Quemazon Trail in the Golden Afternoon Light

Finally wrested myself from the Pueblo Canyon Rim-Canyon Rim trails loop and went up the Quemazon Trail as far as Pipeline Road.

The trail tread has been mostly restored since it was bulldozed as a fire break during Las Conchas fire.  Regardless, the mish mash of fallen dead trees to either side of the trail is butt ugly - that is until the golden afternoon sun light shines upon all the devastation.  Somehow, that makes it beautiful.  Yet and still, I wish I had magic powers and could make all the ugly, hacked up timber disappear.   One saving grace is that it's unlikely that mountain lions could bound out at me from all that mess; more likely, they would use the trail like civilized beings.  So, convincing myself of that, I kept looking behind to make sure no predators were tracking me.  Keeps me in the moment, I suppose!

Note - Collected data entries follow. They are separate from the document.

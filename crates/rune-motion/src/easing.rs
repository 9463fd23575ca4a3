//! Easing curves for tween transitions.
//!
//! Named curves serialize as camelCase strings (`"easeOut"`), custom curves as
//! `{"cubicBezier": {"x1": .., "y1": .., "x2": .., "y2": ..}}`.
//!
//! ```
//! use rune_motion::easing::EasingFunction;
//!
//! let ease = EasingFunction::EaseOut;
//! assert!(ease.evaluate(0.5) > 0.5);
//! ```

use serde::{Deserialize, Serialize};

/// Easing function for tween timing.
///
/// Maps linear progress in `0.0..=1.0` to eased progress. Overshooting curves
/// (`BackOut`, `Anticipate`) may leave that range mid-animation.
#[derive(Debug, Clone, Copy, PartialEq, Default, Serialize, Deserialize)]
#[serde(rename_all = "camelCase")]
pub enum EasingFunction {
    Linear,
    /// `cubic-bezier(0.25, 0.1, 0.25, 1.0)`
    Ease,
    /// `cubic-bezier(0.42, 0, 1, 1)`
    EaseIn,
    /// `cubic-bezier(0, 0, 0.58, 1)`
    #[default]
    EaseOut,
    /// `cubic-bezier(0.42, 0, 0.58, 1)`
    EaseInOut,
    CircIn,
    CircOut,
    CircInOut,
    BackIn,
    /// `cubic-bezier(0.33, 1.53, 0.69, 0.99)`
    BackOut,
    BackInOut,
    /// Pulls back first, then shoots towards the target.
    Anticipate,
    CubicBezier { x1: f64, y1: f64, x2: f64, y2: f64 },
}

impl EasingFunction {
    /// Evaluate the curve at `t`, clamped to `0.0..=1.0`.
    pub fn evaluate(&self, t: f64) -> f64 {
        let t = t.clamp(0.0, 1.0);

        match self {
            Self::Linear => t,
            Self::Ease => cubic_bezier(0.25, 0.1, 0.25, 1.0, t),
            Self::EaseIn => cubic_bezier(0.42, 0.0, 1.0, 1.0, t),
            Self::EaseOut => cubic_bezier(0.0, 0.0, 0.58, 1.0, t),
            Self::EaseInOut => cubic_bezier(0.42, 0.0, 0.58, 1.0, t),
            Self::CircIn => circ_in(t),
            Self::CircOut => reverse(circ_in, t),
            Self::CircInOut => mirror(circ_in, t),
            Self::BackIn => back_in(t),
            Self::BackOut => back_out(t),
            Self::BackInOut => mirror(back_in, t),
            Self::Anticipate => anticipate(t),
            Self::CubicBezier { x1, y1, x2, y2 } => cubic_bezier(*x1, *y1, *x2, *y2, t),
        }
    }

    /// Create a custom cubic bezier curve.
    ///
    /// # Panics
    /// Panics if x1 or x2 are outside [0, 1].
    pub fn cubic_bezier(x1: f64, y1: f64, x2: f64, y2: f64) -> Self {
        assert!(
            (0.0..=1.0).contains(&x1) && (0.0..=1.0).contains(&x2),
            "Bezier x values must be in [0, 1]"
        );
        Self::CubicBezier { x1, y1, x2, y2 }
    }
}

fn circ_in(t: f64) -> f64 {
    1.0 - t.acos().sin()
}

fn back_out(t: f64) -> f64 {
    cubic_bezier(0.33, 1.53, 0.69, 0.99, t)
}

fn back_in(t: f64) -> f64 {
    reverse(back_out, t)
}

fn anticipate(t: f64) -> f64 {
    let t = t * 2.0;
    if t < 1.0 {
        0.5 * back_in(t)
    } else {
        0.5 * (2.0 - 2f64.powf(-10.0 * (t - 1.0)))
    }
}

/// Turn an ease-in into an ease-out and vice versa.
fn reverse(curve: fn(f64) -> f64, t: f64) -> f64 {
    1.0 - curve(1.0 - t)
}

/// Build an in-out curve from an ease-in.
fn mirror(curve: fn(f64) -> f64, t: f64) -> f64 {
    if t <= 0.5 {
        curve(2.0 * t) / 2.0
    } else {
        (2.0 - curve(2.0 * (1.0 - t))) / 2.0
    }
}

const NEWTON_ITERATIONS: usize = 8;
const NEWTON_PRECISION: f64 = 1e-7;
const SUBDIVISION_ITERATIONS: usize = 24;

/// Evaluate a cubic bezier timing curve at progress `x`.
///
/// Solves x(t) = progress with Newton-Raphson, falling back to bisection when
/// the slope is too flat to converge.
fn cubic_bezier(x1: f64, y1: f64, x2: f64, y2: f64, progress: f64) -> f64 {
    if progress <= 0.0 {
        return 0.0;
    }
    if progress >= 1.0 {
        return 1.0;
    }
    if x1 == y1 && x2 == y2 {
        return progress;
    }

    let t = solve_curve_x(x1, x2, progress);
    bezier(y1, y2, t)
}

fn solve_curve_x(x1: f64, x2: f64, target: f64) -> f64 {
    let mut t = target;
    for _ in 0..NEWTON_ITERATIONS {
        let error = bezier(x1, x2, t) - target;
        if error.abs() < NEWTON_PRECISION {
            return t;
        }
        let slope = bezier_slope(x1, x2, t);
        if slope.abs() < 1e-6 {
            break;
        }
        t -= error / slope;
    }

    let (mut lower, mut upper) = (0.0, 1.0);
    t = target;
    for _ in 0..SUBDIVISION_ITERATIONS {
        let x = bezier(x1, x2, t);
        if (x - target).abs() < NEWTON_PRECISION {
            break;
        }
        if x < target {
            lower = t;
        } else {
            upper = t;
        }
        t = (lower + upper) / 2.0;
    }
    t
}

/// One coordinate of the curve: 3(1-t)²t·p1 + 3(1-t)t²·p2 + t³
#[inline]
fn bezier(p1: f64, p2: f64, t: f64) -> f64 {
    let mt = 1.0 - t;
    3.0 * mt * mt * t * p1 + 3.0 * mt * t * t * p2 + t * t * t
}

#[inline]
fn bezier_slope(p1: f64, p2: f64, t: f64) -> f64 {
    let mt = 1.0 - t;
    3.0 * mt * mt * p1 + 6.0 * mt * t * (p2 - p1) + 3.0 * t * t * (1.0 - p2)
}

On the way down, I pondered about why Los Alamos Canyon is such a deep, mostly straight canyon while Pueblo Canyon is dissected into multiple branches in its upper reaches.  Los Alamos Canyon is south of the Quemazon Trail while several Pueblo Canyon branches are north.  One Pueblo Canyon tributary wraps right up to where the Quemazon Trail intersects Pipeline Road.  Pipeline Road then parallels that downhill for a while.    All I can figure is that Los Alamos Canyon has a more direct path to follow from the high mountains while the Pueblo Canyon drainage seems to start lower and is broken up by ridges running this way and that.

Near the bottom, I startled at a long, moving shadow to my right.  When I turned, I saw a woman I know. She was just completing the Quemazon Nature Trail loop.  It was late afternoon and we talked briefly as we continued downhill.  She was faster so we said goodbye and she headed off toward Western Area and I toward my car parked at the Quemazon trailhead.